Quoiqu’ils aient cet air de ressemblance vague qui est le signe distinctif des hommes de même race, ils ont des physionomies différentes, modelées par leurs passions particulières et animées d’expressions diverses correspondant aux mobiles qui les font agir. Cela n’est pas un mince mérité, et il est assez rare pour devoir être spécialement remarqué. Dans le Bourgmestre van Ursel haranguant la garde bourgeoise, cette qualité apparaît avec force.

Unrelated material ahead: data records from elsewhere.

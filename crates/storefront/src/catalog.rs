//! Remote catalog client.
//!
//! Fetches the coffee menu from the mock catalog API and caches responses
//! in-memory with a TTL. The catalog is read-only: products are owned by
//! the remote service, and unlike the cart store this boundary surfaces
//! its failures to callers as typed errors.

use std::sync::Arc;
use std::time::Duration;

use moka::future::Cache;
use reqwest::StatusCode;
use thiserror::Error;
use tracing::debug;
use url::Url;

use kopiku_core::{Product, ProductId};

/// Errors that can occur when talking to the catalog service.
#[derive(Debug, Error)]
pub enum CatalogError {
    /// HTTP request failed or returned an error status.
    #[error("HTTP error: {0}")]
    Http(#[from] reqwest::Error),

    /// The catalog has no product with this id.
    #[error("product not found: {0}")]
    NotFound(ProductId),
}

/// Cache key for catalog responses.
#[derive(Debug, Clone, Hash, PartialEq, Eq)]
enum CacheKey {
    Menu,
    Product(ProductId),
}

/// Cached response payloads.
#[derive(Debug, Clone)]
enum CacheValue {
    Menu(Arc<Vec<Product>>),
    Product(Arc<Product>),
}

/// HTTP client for the remote product catalog.
///
/// Menu and product responses are cached for the configured TTL.
#[derive(Clone)]
pub struct CatalogClient {
    http: reqwest::Client,
    base_url: Url,
    cache: Cache<CacheKey, CacheValue>,
}

impl CatalogClient {
    /// Create a client for the catalog collection at `base_url`.
    ///
    /// `cache_ttl` bounds how long menu and product responses are reused
    /// before the remote service is asked again.
    #[must_use]
    pub fn new(base_url: Url, cache_ttl: Duration) -> Self {
        let cache = Cache::builder()
            .max_capacity(256)
            .time_to_live(cache_ttl)
            .build();

        Self {
            http: reqwest::Client::new(),
            base_url,
            cache,
        }
    }

    /// Fetch the full menu, from cache when fresh.
    ///
    /// # Errors
    ///
    /// Returns [`CatalogError::Http`] when the request or decoding fails.
    pub async fn menu(&self) -> Result<Arc<Vec<Product>>, CatalogError> {
        if let Some(CacheValue::Menu(menu)) = self.cache.get(&CacheKey::Menu).await {
            return Ok(menu);
        }

        debug!(url = %self.base_url, "Fetching menu from catalog");
        let products: Vec<Product> = self
            .http
            .get(self.base_url.clone())
            .send()
            .await?
            .error_for_status()?
            .json()
            .await?;

        let menu = Arc::new(products);
        self.cache
            .insert(CacheKey::Menu, CacheValue::Menu(Arc::clone(&menu)))
            .await;
        Ok(menu)
    }

    /// Drop any cached menu and fetch it again (pull-to-refresh).
    ///
    /// # Errors
    ///
    /// Returns [`CatalogError::Http`] when the request or decoding fails.
    pub async fn refresh_menu(&self) -> Result<Arc<Vec<Product>>, CatalogError> {
        self.cache.invalidate(&CacheKey::Menu).await;
        self.menu().await
    }

    /// Fetch a single product by id, from cache when fresh.
    ///
    /// # Errors
    ///
    /// Returns [`CatalogError::NotFound`] for an unknown id and
    /// [`CatalogError::Http`] for transport or decoding failures.
    pub async fn product(&self, id: &ProductId) -> Result<Arc<Product>, CatalogError> {
        let key = CacheKey::Product(id.clone());
        if let Some(CacheValue::Product(product)) = self.cache.get(&key).await {
            return Ok(product);
        }

        let url = product_url(&self.base_url, id);
        debug!(url = %url, "Fetching product from catalog");
        let response = self.http.get(url).send().await?;
        if response.status() == StatusCode::NOT_FOUND {
            return Err(CatalogError::NotFound(id.clone()));
        }
        let product: Product = response.error_for_status()?.json().await?;

        let product = Arc::new(product);
        self.cache
            .insert(key, CacheValue::Product(Arc::clone(&product)))
            .await;
        Ok(product)
    }

    /// Fetch the menu and keep only the bestseller rows.
    ///
    /// # Errors
    ///
    /// Returns [`CatalogError::Http`] when the menu fetch fails.
    pub async fn bestsellers(&self) -> Result<Vec<Product>, CatalogError> {
        let menu = self.menu().await?;
        Ok(bestsellers(&menu).into_iter().cloned().collect())
    }
}

fn product_url(base: &Url, id: &ProductId) -> String {
    format!("{}/{}", base.as_str().trim_end_matches('/'), id)
}

/// Products flagged as bestsellers, in menu order.
#[must_use]
pub fn bestsellers(products: &[Product]) -> Vec<&Product> {
    products.iter().filter(|p| p.is_bestseller).collect()
}

/// Filter a fetched menu by a search query and a category.
///
/// The query matches case-insensitively against product names; the
/// category matches case-insensitively against product categories, with
/// `"All"` (or an empty string) selecting everything.
#[must_use]
pub fn filter_menu<'a>(products: &'a [Product], query: &str, category: &str) -> Vec<&'a Product> {
    let query = query.to_lowercase();
    let category = category.to_lowercase();
    let all_categories = category.is_empty() || category == "all";

    products
        .iter()
        .filter(|p| p.name.to_lowercase().contains(&query))
        .filter(|p| all_categories || p.category.to_lowercase() == category)
        .collect()
}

La même pensée agit évidemment sur tous les personnages, qui, par cela seul, se trouvent en communion directe les uns avec les autres ; néanmoins chaque tempérament se fait jour, imprime un caractère particulier à chaque individu, et suffit à rompre la monotonie de la composition. On connaît la facture de M. Leys ; elle est ample et nourrie ; son dessin n’a point de sécheresse, et sa touche, qui est extrêmement grasse, parvient sans efforts apparens à un modelé d’une extrême solidité. Cependant un de ses derniers tableaux, la Sortie de l’église, me semble un peu lâché ; je ne retrouve plus là cette facture serrée et forte que M. Leys semble avoir empruntée aux vieux maîtres de la Flandre, et qui est une des meilleures parts de son talent. Cette toile est loin de valoir la Promenade hors des murs (1855) : or M. Leys sait parfaitement que le fini est une de ses qualités dominantes, et qu’une œuvre d’art doit comporter toute la somme d’efforts dont un artiste est capable.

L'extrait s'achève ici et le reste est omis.